From 739701a8e27fada45596365493939eb4c71e5e79 Mon Sep 17 00:00:00 2001
From: Keith James <kdj@sanger.ac.uk>
Date: Mon, 20 May 2024 15:02:31 +0100
Subject: [PATCH] Fix and simplify the Illumina split_name function

---
 src/npg_irods/illumina.py              | 39 +++++--------
 tests/illumina/test_metadata_update.py | 76 +++++++++++++++++++++++++-
 2 files changed, 87 insertions(+), 28 deletions(-)

diff --git a/src/npg_irods/illumina.py b/src/npg_irods/illumina.py
index 2d9ebc7..1d23cf5 100644
--- a/src/npg_irods/illumina.py
+++ b/src/npg_irods/illumina.py
@@ -275,17 +275,21 @@ def split_name(name: str) -> tuple[str, str]:
     Extending this method to handle new types of file:
 
     If your new file can be handled by the pathlib API then you do not need to extend
-    the capabilities of this function. Otherwise, you will need to add an additional
-    regular expression to parse the stem from the file name.

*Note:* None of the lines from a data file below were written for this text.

impl fmt::Display for GrammarError {
    fn fmt(&self, f: &mut fmt::Formatter<'_>) -> fmt::Result {
        match self {
            GrammarError::EmptyMatch { pattern } => {
                write!(f, "terminal pattern /{}/ matches the empty string", pattern)
            }
            GrammarError::Pattern { message } => write!(f, "invalid pattern: {}", message),
            GrammarError::AlreadyDefined { name } => {
                write!(f, "named rule '{}' is already defined", name)
            }
            GrammarError::NotDefined { name } => {
                write!(f, "named rule '{}' is used before being defined", name)
            }
            GrammarError::UnknownRoot => {
                write!(f, "root rule was not created through this collection")
            }
            GrammarError::NoTerminals => {
                write!(f, "collection has no terminal rules to lex with")
            }
            GrammarError::Syntax { message } => {
                write!(f, "template grammar error: {}", message)
            }
        }
    }
}

impl std::error::Error for GrammarError {}

/// Configuration for a terminal rule.
///
/// `pattern` is a regex unless `literal` is set, in which case the text is
/// matched verbatim (metacharacters escaped). Ignored terminals are lexed
/// and reported but never offered to the grammar. `name` labels the rule in
/// descriptions and error messages.
#[derive(Debug, Clone, Default)]
pub struct TerminalOptions {
    pub pattern: String,
    pub literal: bool,
    pub ignore: bool,
    pub name: Option<String>,
}

#[derive(Debug, Clone)]
pub(crate) struct TerminalDef {
    pub pattern: String,
    pub ignore: bool,
    pub name: Option<String>,
}

/// The closed set of rule kinds.
#[derive(Debug, Clone)]
pub(crate) enum RuleKind {
    Terminal(TerminalDef),
    /// Matches only the synthetic end-of-input marker; created internally
    /// when a parser is built.
    End,
    Named {
        name: String,
        body: Option<RuleId>,
    },
    Seq(Vec<RuleId>),
    Choice(Vec<RuleId>),
    Repeat(RuleId),
    OneOrMore(RuleId),
    Optional(RuleId),
}

/// Arena storage for every rule of one collection.
#[derive(Debug, Default)]
pub(crate) struct RuleArena {
    kinds: Vec<RuleKind>,
    /// Terminal rules in declaration order; this order is the lexer's
    /// tie-break contract.
    terminals: Vec<RuleId>,
    /// Rules created through the collection surface (terminals and named
    /// rules); parser roots must come from this set.
    registered: Vec<RuleId>,
}
//! # gram
//!
//! A toolkit for building custom lexers and grammar-driven parsers from
//! composable rule combinators, producing a typed parse tree.
//!
//! Grammar and Rules
//!
//!     Grammars are declared at runtime against a [`RuleCollection`]:
//!     terminal rules carry regex patterns, named rules are recursive
//!     placeholders bound exactly once, and any rule combines with
//!     `and` / `or` / `repeat` / `one_or_more` / `optional`. Declaration
//!     order of terminals is semantic: the lexer resolves overlapping
//!     matches by that order, never by match length.
//!
//!     Left-recursive grammars are first-class: a rule like
//!     `expr := expr '-' num | num` parses a chain of operators into
//!     left-associative nesting via seed-and-grow elimination, with no
//!     recursion depth growth in input size.
//!
//! Matching
//!
//!     The engine is a trampolined virtual machine: an explicit stack of
//!     matchers plus a double-ended work queue of pending nodes stand in for
//!     the host call stack, so arbitrarily deep or cyclic grammars and
//!     partial input cannot overflow or block. Input arrives through an
//!     incremental lexer that merges every terminal pattern into one
//!     composite alternation and makes exactly as much progress as the
//!     buffered text allows.
//!
//!     Lexical and syntax errors are data, not failures: they are collected
//!     into the [`ParserResult`] while matching continues (error skipping)
//!     or stops (strict mode).
//!
//! Entry points
//!
//!     - [`RuleCollection::parser`] for synchronous, whole-input parsing.
//!     - [`RuleCollection::stream_parser`] for chunked input with
//!       [`ParseSink`] notifications.
//!     - [`RuleCollection::lexer`] / [`RuleCollection::stream_lexer`] for
//!       tokenization without a grammar.
//!     - [`bnf`] for compiling compact pattern strings like
//!       `( $0 | $1 )+ $2` into combinator expressions.

pub mod ast;
pub mod bnf;
pub mod lexer;
pub mod location;
mod matcher;
pub mod parser;
pub mod rule;

pub use ast::{AstArena, AstId, AstKind, AstNode};
pub use bnf::bnf;
pub use lexer::{LexEvent, LexOutput, Lexer, StreamLexer};
pub use location::{Pos, PositionTracker, Token};
pub use parser::{NullSink, ParseSink, Parser, ParserResult, StreamParser};
pub use rule::{GrammarError, Named, Rule, RuleCollection, RuleId, TerminalOptions};
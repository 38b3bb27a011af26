//! Template grammar patterns.
//!
//! [`bnf`] compiles a compact pattern string into a combinator expression
//! over rules you pass in: `$N` references the Nth rule of the slice, `( )`
//! groups, `|` alternates, juxtaposition sequences, and postfix `+ * ?`
//! quantify. Whitespace is insignificant.
//!
//! ```text
//! let operator = bnf("$0 | $1 | $2 | $3", &[add, sub, mul, div])?;
//! expr.define_bnf("$0 $1 $0", &[num, operator])?;
//! ```
//!
//! The pattern language is itself a grammar built with this engine and
//! parsed by it; the module is just another client of the core parser. The
//! pattern parser is constructed lazily, once per thread, and reused for
//! every call.

use std::cell::RefCell;

use once_cell::unsync::Lazy;

use crate::ast::AstId;
use crate::parser::{Parser, ParserResult};
use crate::rule::{GrammarError, Rule, RuleCollection, RuleId, TerminalOptions};

thread_local! {
    static DSL: RefCell<Lazy<DslGrammar>> = RefCell::new(Lazy::new(DslGrammar::build));
}

/// Compiles `pattern` into a combinator expression over `rules`.
///
/// Fails with [`GrammarError::Syntax`] when the pattern does not parse or a
/// `$N` reference falls outside `rules`.
pub fn bnf(pattern: &str, rules: &[Rule]) -> Result<Rule, GrammarError> {
    DSL.with(|cell| {
        let mut guard = cell.borrow_mut();
        let dsl = &mut **guard;
        let result = dsl.parser.parse(pattern, false);
        let tree = result.tree.ok_or_else(|| GrammarError::Syntax {
            message: format!("malformed rule pattern: {:?}", pattern),
        })?;
        dsl.compile(&result, tree, rules)
    })
}

/// The pattern language's own grammar plus the rule ids needed to fold a
/// parse tree back into combinator calls.
struct DslGrammar {
    parser: Parser,
    item: RuleId,
    group: RuleId,
    operator_item: RuleId,
    and_item: RuleId,
    or_item: RuleId,
    slot: RuleId,
    plus: RuleId,
    star: RuleId,
    question: RuleId,
}

impl DslGrammar {
    fn build() -> DslGrammar {
        let collection = RuleCollection::new();
        collection
            .terminal(TerminalOptions {
                pattern: r"\s+".to_string(),
                ignore: true,
                ..TerminalOptions::default()
            })
            .unwrap();
        let slot = collection
            .terminal(TerminalOptions {
                pattern: r"\$[0-9]+".to_string(),
                name: Some("slot".to_string()),
                ..TerminalOptions::default()
            })
            .unwrap();
        let lparen = collection.literal("(").unwrap();
        let rparen = collection.literal(")").unwrap();
        let bar = collection.literal("|").unwrap();
        let plus = collection.literal("+").unwrap();
        let question = collection.literal("?").unwrap();
        let star = collection.literal("*").unwrap();
        let operator = plus.or(&question).or(&star);

        let group = collection.named("group");
        let operator_item = collection.named("operator_item");
        let and_item = collection.named("and_item");
        let or_item = collection.named("or_item");
        let item = collection.named("item");

        group.define(&lparen.and(&item).and(&rparen)).unwrap();
        operator_item.define(&item.and(&operator)).unwrap();
        and_item.define(&item.and(&item)).unwrap();
        or_item.define(&item.and(&bar).and(&item)).unwrap();
        item.define(
            &slot
                .or(&and_item)
                .or(&operator_item)
                .or(&or_item)
                .or(&group),
        )
        .unwrap();

        let parser = collection.parser(&item).unwrap();

        DslGrammar {
            parser,
            item: item.id(),
            group: group.id(),
            operator_item: operator_item.id(),
            and_item: and_item.id(),
            or_item: or_item.id(),
            slot: slot.id(),
            plus: plus.id(),
            star: star.id(),
            question: question.id(),
        }
    }

    /// Folds a pattern parse tree into combinator calls on `rules`.
    fn compile(
        &self,
        result: &ParserResult,
        id: AstId,
        rules: &[Rule],
    ) -> Result<Rule, GrammarError> {
        let node = result.node(id);

        if let Some(rule) = node.named_rule() {
            let children = node.children().to_vec();
            if rule == self.item {
                return self.compile(result, children[0], rules);
            }
            if rule == self.group {
                return self.compile(result, children[1], rules);
            }
            if rule == self.and_item {
                let left = self.compile(result, children[0], rules)?;
                let right = self.compile(result, children[1], rules)?;
                return Ok(left.and(&right));
            }
            if rule == self.or_item {
                let left = self.compile(result, children[0], rules)?;
                let right = self.compile(result, children[2], rules)?;
                return Ok(left.or(&right));
            }
            if rule == self.operator_item {
                let base = self.compile(result, children[0], rules)?;
                let operator = result.node(children[1]).terminal_rule();
                return Ok(if operator == Some(self.plus) {
                    base.one_or_more()
                } else if operator == Some(self.star) {
                    base.repeat()
                } else if operator == Some(self.question) {
                    base.optional()
                } else {
                    unreachable!("operator item holds a non-operator terminal")
                });
            }
            unreachable!("pattern grammar produced an unknown nonterminal");
        }

        if node.terminal_rule() == Some(self.slot) {
            let content = &node.token().expect("slot nodes are terminals").content;
            let index: usize = content[1..].parse().map_err(|_| GrammarError::Syntax {
                message: format!("invalid rule reference {}", content),
            })?;
            return rules.get(index).cloned().ok_or_else(|| GrammarError::Syntax {
                message: format!("rule reference {} is out of range", content),
            });
        }

        unreachable!("pattern grammar produced an unknown node")
    }
}

#[cfg(test)]
mod tests {
    use super::*;
    use crate::rule::RuleCollection;

    #[test]
    fn test_sequence_pattern() {
        let collection = RuleCollection::new();
        let a = collection.literal("a").unwrap();
        let b = collection.literal("b").unwrap();
        let root = collection.named("root");
        root.define_bnf("$0 $1", &[a, b]).unwrap();

        let mut parser = collection.parser(&root).unwrap();
        assert!(parser.parse("ab", true).is_success());
        assert!(!parser.parse("ba", false).is_success());
    }

    #[test]
    fn test_alternation_pattern() {
        let collection = RuleCollection::new();
        let a = collection.literal("a").unwrap();
        let b = collection.literal("b").unwrap();
        let root = collection.named("root");
        root.define_bnf("$0 | $1", &[a, b]).unwrap();

        let mut parser = collection.parser(&root).unwrap();
        assert!(parser.parse("a", true).is_success());
        assert!(parser.parse("b", true).is_success());
    }

    #[test]
    fn test_grouped_quantifier_pattern() {
        let collection = RuleCollection::new();
        let a = collection.literal("a").unwrap();
        let b = collection.literal("b").unwrap();
        let root = collection.named("root");
        root.define_bnf("( $0 | $1 )+", &[a, b]).unwrap();

        let mut parser = collection.parser(&root).unwrap();
        assert!(parser.parse("abba", true).is_success());
        assert!(!parser.parse("", false).is_success());
    }

    #[test]
    fn test_optional_pattern() {
        let collection = RuleCollection::new();
        let a = collection.literal("a").unwrap();
        let b = collection.literal("b").unwrap();
        let root = collection.named("root");
        root.define_bnf("$0 $1?", &[a, b]).unwrap();

        let mut parser = collection.parser(&root).unwrap();
        assert!(parser.parse("ab", true).is_success());
        assert!(parser.parse("a", true).is_success());
    }

    #[test]
    fn test_malformed_pattern_is_rejected() {
        let collection = RuleCollection::new();
        let a = collection.literal("a").unwrap();
        assert!(matches!(
            bnf("((($0", std::slice::from_ref(&a)),
            Err(GrammarError::Syntax { .. })
        ));
    }

    #[test]
    fn test_out_of_range_reference_is_rejected() {
        let collection = RuleCollection::new();
        let a = collection.literal("a").unwrap();
        assert!(matches!(
            bnf("$0 $5", std::slice::from_ref(&a)),
            Err(GrammarError::Syntax { .. })
        ));
    }
}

+    the capabilities of this function. Otherwise, you will need to add a regular
+    expression to parse the stem from the file name.
 
     """
 
-    # Handle this form:
+    # The dot separator used in the stem is not consistent across all files.
+    n1 = re.sub(r"_F0x", ".F0x", name)
+    normalised = re.sub(r"_quality_", ".quality_", n1)
+
+    # Handle this form (normalised):
     #
-    # 9930555.ACXX.paired158.550b751b96_F0x900.stats
-    # 9930555.ACXX.paired158.550b751b96_F0xB00.stats
-    # 9930555.ACXX.paired158.550b751b96_F0xF04_target.stats
-    if match := re.match(r"(\d+\.\w+\.\w+\.\w+)(_F0x\d+.*)$", name):
+    # 9930555.ACXX.paired158.550b751b96.F0x900.stats
+    # 9930555.ACXX.paired158.550b751b96.F0xB00.stats
+    # 9930555.ACXX.paired158.550b751b96.F0xF04_target.stats
+    if match := re.match(r"(\d+\.\w+\.\w+\.\w+)(\.F0x[A-F0-9]+.*)$", normalised):
         stem, suffixes = match.groups()
 
     # Handle this form:
@@ -295,26 +299,9 @@ def split_name(name: str) -> tuple[str, str]:
     elif match := re.match(r"(\d+\.\w+\.\w+\.\w+)(.*)$", name):
         stem, suffixes = match.groups()
 
-    # Handle this form:
-    #
-    # [prefix]_F0x900.stats
-    # [prefix]_F0xB00.stats
-    # [prefix]_F0xF04_target.stats
-    # [prefix]_F0xF04_target_autosome.stats
-    elif match := re.match(r"([\w#]+)(_F0x\d+.*)$", name):
-        stem, suffixes = match.groups()
-
-    # Handle this form:
-    #
-    # [prefix]_quality_cycle_caltable.txt
-    # [prefix]_quality_cycle_surv.txt
-    # [prefix]_quality_error.txt
-    elif match := re.match(r"([\w#]+)(_quality_\.txt)$", name):
-        stem, suffixes = match.groups()
-
     else:
-        p = PurePath(name)
-        stem = without_suffixes(p)
+        p = PurePath(normalised)
+        stem = without_suffixes(p).as_posix()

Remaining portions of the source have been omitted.